Question

Question: In Figure, the block has a mass of 1.50kgand the spring constant is800 N/m. The damping force is given by -b(dx/dt), where b = 230 g/s. The block is pulled down 12.0 cmand released.

1. Calculate the time required for the amplitude of the resulting oscillations to fall to one-third of its initial value.
2. How many oscillations are made by the block in this time?

Short answer

Answer

1. The time for the oscillator amplitude to become one-third of initial value is t = 14.3 s
2. The number of oscillations, n = 5.27

Step-by-step solution

Given

1. The mass of the block is, m = 1.5 kg
2. The damping constant of the oscillator is, b = 230 g/s = 0.23 kg/s
3. Spring constant, k = 800 N/m

The displacement of block, x = 12 cm = 0.12 m

Understanding the concept

Use the equation for the damping factor. By rearranging it for the time, find the required time. Then using the equation for the period, calculate the period of oscillation.
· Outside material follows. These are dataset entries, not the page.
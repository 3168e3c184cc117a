use serde::{Deserialize, Serialize};

/// Call names checked by default.
pub const DEFAULT_CALLEES: [&str; 5] = ["classnames", "clsx", "ctl", "cva", "tv"];
/// Object keys skipped by default.
pub const DEFAULT_IGNORED_KEYS: [&str; 2] = ["compoundVariants", "defaultVariants"];

/// Which variable declarators hold class lists.
#[derive(Debug, Clone, Default, PartialEq, Eq, Serialize, Deserialize)]
#[serde(default)]
pub struct Declarations {
	/// Name prefixes, e.g. `tw` matches `twButton`.
	pub prefix: Vec<String>,
	/// Name suffixes, e.g. `Classes` matches `buttonClasses`.
	pub suffix: Vec<String>,
	/// Exact names.
	pub names: Vec<String>,
}

impl Declarations {
	/// Whether a declarator named `name` is checked.
	pub fn matches(&self, name: &str) -> bool {
		self.prefix.iter().any(|p| name.starts_with(p.as_str()))
			|| self.suffix.iter().any(|s| name.ends_with(s.as_str()))
			|| self.names.iter().any(|n| n == name)
	}
}

/// Traversal and rewrite options.
#[derive(Debug, Clone, PartialEq, Eq, Serialize, Deserialize)]
#[serde(rename_all = "camelCase", default)]
pub struct SortOptions {
	/// Call names whose arguments hold class lists; `object.property` allowed.
	pub callees: Vec<String>,
	/// Variable declarators whose initializers hold class lists.
	pub declarations: Declarations,
	/// Object keys whose entries are skipped entirely.
	pub ignored_keys: Vec<String>,
	/// Template tags whose templates hold class lists.
	pub tags: Vec<String>,
	/// Drop adjacent duplicate classes after sorting.
	pub remove_duplicates: bool,
}

impl Default for SortOptions {
	fn default() -> Self {
		Self {
			callees: DEFAULT_CALLEES.map(String::from).to_vec(),
			declarations: Declarations::default(),
			ignored_keys: DEFAULT_IGNORED_KEYS.map(String::from).to_vec(),
			tags: Vec::new(),
			remove_duplicates: true,
		}
	}
}

impl SortOptions {
	pub(crate) fn is_callee(&self, name: &str) -> bool {
		self.callees.iter().any(|c| c == name)
	}

	pub(crate) fn is_tag(&self, name: &str) -> bool {
		self.tags.iter().any(|t| t == name)
	}

	pub(crate) fn is_ignored_key(&self, key: &str) -> bool {
		self.ignored_keys.iter().any(|k| k == key)
	}
}
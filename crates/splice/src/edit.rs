//! Violations and fix application.

use std::ops::Range;

use crate::{Result, SpliceError};

/// A located, fixable finding.
#[derive(Debug, Clone, PartialEq, Eq)]
pub struct Violation {
	/// Rule that produced the finding.
	pub rule: &'static str,
	/// Byte range replaced by the fix.
	pub range: Range<usize>,
	/// Replacement text for `range`.
	pub replacement: String,
	/// Human-readable message.
	pub message: String,
}

/// Result of applying violations to a source text.
#[derive(Debug, Clone, PartialEq, Eq)]
pub struct Fixed {
	/// Source with the applied replacements.
	pub output: String,
	/// Number of replacements applied.
	pub applied: usize,
	/// Replacements skipped because they overlapped an applied one.
	pub skipped: usize,
}

/// Applies the replacements of `violations` to `source`.
///
/// Replacements are applied in range order; one that overlaps an already
/// applied range is skipped and counted, to be picked up by a later pass.
pub fn apply_violations(source: &str, violations: &[Violation]) -> Result<Fixed> {
	let mut ordered: Vec<&Violation> = violations.iter().collect();
	ordered.sort_by_key(|v| (v.range.start, v.range.end));

	let mut output = String::with_capacity(source.len());
	let mut pos = 0;
	let mut applied = 0;
	let mut skipped = 0;

	for violation in ordered {
		let range = violation.range.clone();
		if range.start > range.end
			|| range.end > source.len()
			|| !source.is_char_boundary(range.start)
			|| !source.is_char_boundary(range.end)
		{
			return Err(SpliceError::InvalidRange {
				range,
				len: source.len(),
			});
		}
		if range.start < pos {
			skipped += 1;
			continue;
		}

		output.push_str(&source[pos..range.start]);
		output.push_str(&violation.replacement);
		pos = range.end;
		applied += 1;
	}
	output.push_str(&source[pos..]);

	Ok(Fixed {
		output,
		applied,
		skipped,
	})
}

/// One-based line and column (in characters) of a byte offset.
#[derive(Debug, Clone, Copy, PartialEq, Eq)]
pub struct LineCol {
	/// One-based line.
	pub line: usize,
	/// One-based column.
	pub column: usize,
}

/// Locates `offset` in `source`; offsets past the end clamp to it.
pub fn line_col(source: &str, offset: usize) -> LineCol {
	let mut offset = offset.min(source.len());
	while !source.is_char_boundary(offset) {
		offset -= 1;
	}
	let before = &source[..offset];
	let line_start = before.rfind('\n').map_or(0, |i| i + 1);
	LineCol {
		line: before.matches('\n').count() + 1,
		column: before[line_start..].chars().count() + 1,
	}
}
//! Time-bounded cache.

use std::hash::Hash;
use std::time::{Duration, Instant};

use rustc_hash::FxHashMap;

/// Map whose entries stop being returned once older than the TTL.
///
/// Expired entries are dropped lazily on lookup and by [`ExpiringMap::purge_at`].
/// The `*_at` variants take the current time explicitly so callers and tests
/// control the clock.
#[derive(Debug)]
pub struct ExpiringMap<K, V> {
	ttl: Duration,
	entries: FxHashMap<K, (Instant, V)>,
}

impl<K: Eq + Hash, V> ExpiringMap<K, V> {
	/// Creates an empty map with the given TTL.
	pub fn new(ttl: Duration) -> Self {
		Self {
			ttl,
			entries: FxHashMap::default(),
		}
	}

	/// Entry lifetime.
	pub fn ttl(&self) -> Duration {
		self.ttl
	}

	/// Returns the live value for `key`.
	pub fn get(&mut self, key: &K) -> Option<&V> {
		self.get_at(key, Instant::now())
	}

	/// Returns the value for `key` if it was inserted less than one TTL before `now`.
	pub fn get_at(&mut self, key: &K, now: Instant) -> Option<&V> {
		let expired = match self.entries.get(key) {
			Some((inserted, _)) => now.saturating_duration_since(*inserted) >= self.ttl,
			None => return None,
		};
		if expired {
			self.entries.remove(key);
			return None;
		}
		self.entries.get(key).map(|(_, value)| value)
	}

	/// Inserts `value`, stamping it with the current time.
	pub fn insert(&mut self, key: K, value: V) {
		self.insert_at(key, value, Instant::now());
	}

	/// Inserts `value`, stamping it with `now`.
	pub fn insert_at(&mut self, key: K, value: V, now: Instant) {
		self.entries.insert(key, (now, value));
	}

	/// Drops every entry expired at `now`.
	pub fn purge_at(&mut self, now: Instant) {
		let ttl = self.ttl;
		self.entries
			.retain(|_, (inserted, _)| now.saturating_duration_since(*inserted) < ttl);
	}

	/// Number of stored entries, expired ones included until purged.
	pub fn len(&self) -> usize {
		self.entries.len()
	}

	/// Whether the map stores no entries.
	pub fn is_empty(&self) -> bool {
		self.entries.is_empty()
	}
}
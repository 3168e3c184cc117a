//! Upward config file search for monorepo layouts.

use std::path::{Path, PathBuf};

use tracing::debug;

use crate::{Error, Result};

/// Config file names recognized in every directory of the search.
pub const CONFIG_FILE_NAMES: [&str; 6] = [
	"tailwind.config.js",
	"tailwind.config.cjs",
	"tailwind.config.mjs",
	"tailwind.config.ts",
	"tailwind.config.cts",
	"tailwind.config.mts",
];

/// Finds the nearest config file walking from `start` up to `root`.
///
/// Each directory is checked for `configured_name` first, then for the
/// [`CONFIG_FILE_NAMES`]. The search never leaves `root`; exhausting it is an
/// error naming both ends of the walk.
pub fn find_config_upwards(root: &Path, start: &Path, configured_name: Option<&str>) -> Result<PathBuf> {
	let not_found = || Error::MonorepoConfigNotFound {
		start: start.to_path_buf(),
		root: root.to_path_buf(),
	};

	let mut dir = Some(start);
	while let Some(current) = dir {
		if !current.starts_with(root) {
			break;
		}

		let candidates = configured_name.into_iter().chain(CONFIG_FILE_NAMES);
		for name in candidates {
			let candidate = current.join(name);
			if candidate.is_file() {
				debug!(config = %candidate.display(), "found monorepo config");
				return Ok(candidate);
			}
		}

		dir = current.parent();
	}

	Err(not_found())
}

#[cfg(test)]
mod tests {
	use std::fs;

	use super::*;

	#[test]
	fn test_finds_nearest_config() {
		let tmp = tempfile::tempdir().unwrap();
		let root = tmp.path();
		let pkg = root.join("packages/ui/src");
		fs::create_dir_all(&pkg).unwrap();
		fs::write(root.join("tailwind.config.js"), "").unwrap();
		fs::write(root.join("packages/ui/tailwind.config.ts"), "").unwrap();

		let found = find_config_upwards(root, &pkg, None).unwrap();
		assert_eq!(found, root.join("packages/ui/tailwind.config.ts"));
	}

	#[test]
	fn test_configured_name_wins_in_same_directory() {
		let tmp = tempfile::tempdir().unwrap();
		let root = tmp.path();
		fs::write(root.join("tailwind.config.js"), "").unwrap();
		fs::write(root.join("custom.config.js"), "").unwrap();

		let found = find_config_upwards(root, root, Some("custom.config.js")).unwrap();
		assert_eq!(found, root.join("custom.config.js"));
	}

	#[test]
	fn test_does_not_leave_root() {
		let tmp = tempfile::tempdir().unwrap();
		let outer = tmp.path();
		let root = outer.join("repo");
		let start = root.join("a/b");
		fs::create_dir_all(&start).unwrap();
		fs::write(outer.join("tailwind.config.js"), "").unwrap();

		let err = find_config_upwards(&root, &start, None).unwrap_err();
		assert!(matches!(err, Error::MonorepoConfigNotFound { .. }));
		assert!(err.to_string().contains("monorepo"));
	}

	#[test]
	fn test_start_outside_root_fails() {
		let tmp = tempfile::tempdir().unwrap();
		let root = tmp.path().join("repo");
		let elsewhere = tmp.path().join("other");
		fs::create_dir_all(&root).unwrap();
		fs::create_dir_all(&elsewhere).unwrap();
		fs::write(elsewhere.join("tailwind.config.js"), "").unwrap();

		assert!(find_config_upwards(&root, &elsewhere, None).is_err());
	}
}
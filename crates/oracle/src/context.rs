//! Ranking contexts backed by the worker process.

use std::sync::Arc;

use serde_json::Value as JsonValue;
use tracing::debug;
use weft_order::{ClassOrder, ContextFactory, Layer, LayerBands, OrderKey, RankingContext, ResolvedConfig};

use crate::WorkerClient;
use crate::protocol::{self, ClassOrderParams, ClassOrderResult, LoadParams, LoadResult};

/// A context living inside the worker, addressed by its config and stamp.
///
/// Every query carries the config, so a restarted worker rebuilds the context
/// on demand.
#[derive(Debug)]
pub struct WorkerContext {
	client: Arc<WorkerClient>,
	config: JsonValue,
	stamp: u64,
	info: LoadResult,
}

impl RankingContext for WorkerContext {
	fn class_order(&self, classes: &[&str]) -> weft_order::Result<Vec<ClassOrder>> {
		let params = ClassOrderParams {
			config: self.config.clone(),
			stamp: self.stamp,
			classes: classes.iter().map(|c| c.to_string()).collect(),
		};
		let result: ClassOrderResult = self.client.request(protocol::CLASS_ORDER, params)?;
		Ok(result)
	}

	fn prefix(&self) -> &str {
		&self.info.prefix
	}

	fn layer_start(&self, layer: Layer) -> Option<OrderKey> {
		self.info.layers.get(&layer).cloned()
	}

	fn version(&self) -> Option<u32> {
		self.info.version
	}
}

impl WorkerContext {
	/// Layer bands reported by the worker.
	pub fn layers(&self) -> &LayerBands {
		&self.info.layers
	}
}

/// Creates [`WorkerContext`]s by asking the worker to load each config.
#[derive(Debug, Clone)]
pub struct WorkerFactory {
	client: Arc<WorkerClient>,
}

impl WorkerFactory {
	/// Factory over a shared client.
	pub fn new(client: Arc<WorkerClient>) -> Self {
		Self { client }
	}
}

impl ContextFactory for WorkerFactory {
	fn create(&self, config: &ResolvedConfig) -> weft_order::Result<Arc<dyn RankingContext>> {
		let params = LoadParams {
			config: config.payload(),
			stamp: config.stamp(),
		};
		let info: LoadResult = self.client.request(protocol::LOAD, &params)?;
		debug!(version = ?info.version, prefix = %info.prefix, "worker loaded config");

		Ok(Arc::new(WorkerContext {
			client: Arc::clone(&self.client),
			config: params.config,
			stamp: params.stamp,
			info,
		}))
	}
}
The ratio of time required for the amplitude to fall to one-third of its initial value and the period will give us the number of oscillations.

The amplitude of oscillations after n cycles is given as-

${\mathbf{x}}_{\mathbf{n}}\mathbf{=}{\mathbf{x}}_{\mathbf{m}}{\mathbf{e}}^{\mathbf{-}\frac{\mathbf{bt}}{\mathbf{2}\mathbf{m}}}$

The time period of oscillation in the case of spring is given as-

$\mathbf{T}\mathbf{=}\mathbf{2}\mathbf{\pi }\sqrt{\frac{\mathbf{m}}{\mathbf{k}}}$

Here, m is the mass of the pendulum, k is the force constant of the spring, b is damping constant and t is the time taken.

(a) Calculate the time required for the amplitude of the resulting oscillations to fall to one-third of its initial value

We calculate the time for which the damping factor is 1/3.

So,

$e^{-\frac{\text{bt}}{2\text{m}}}=\frac{1}{3}$

By rearranging this equation for time t, we get

$\text{t}=-\frac{2\text{m}}{\text{b}}\text{ln}\left(\frac{1}{3}\right)$

So, using the given values, we get

t = 14.3 s

(b) Calculate the number of oscillations made by the block in this time

Now, we have the equation for period of damped oscillation as

$\text{T}=\frac{2\pi }{\omega \text{'}}$

Where,is the angular frequency of damped oscillation and is given by

$$\begin{gathered} \omega \text{'}=\sqrt{\frac{k}{m}-\frac{b^2}{4m^2}} \\ \sqrt{\frac{8.00N/m}{1.5\text{kg}}-\frac{{\left(0.23kg/s\right)}^2}{4\times {\left(1.5\text{kg}\right)}^2}} \\ =2.31rad/s \end{gathered}$$

Hence, the period of the damped oscillation becomes

$$\begin{gathered} \text{T}=\frac{2\pi }{\omega \text{'}} \\ =\frac{2\pi }{2.31rad/s} \\ =2.72\text{s} \end{gathered}$$

So, the number of oscillations are-

$$\begin{gathered} n=\frac{t}{T} \\ =\frac{14.3\text{s}}{2.72\text{s}} \end{gathered}$$

n = 5.27

The number of oscillations mad by the block is 5.27.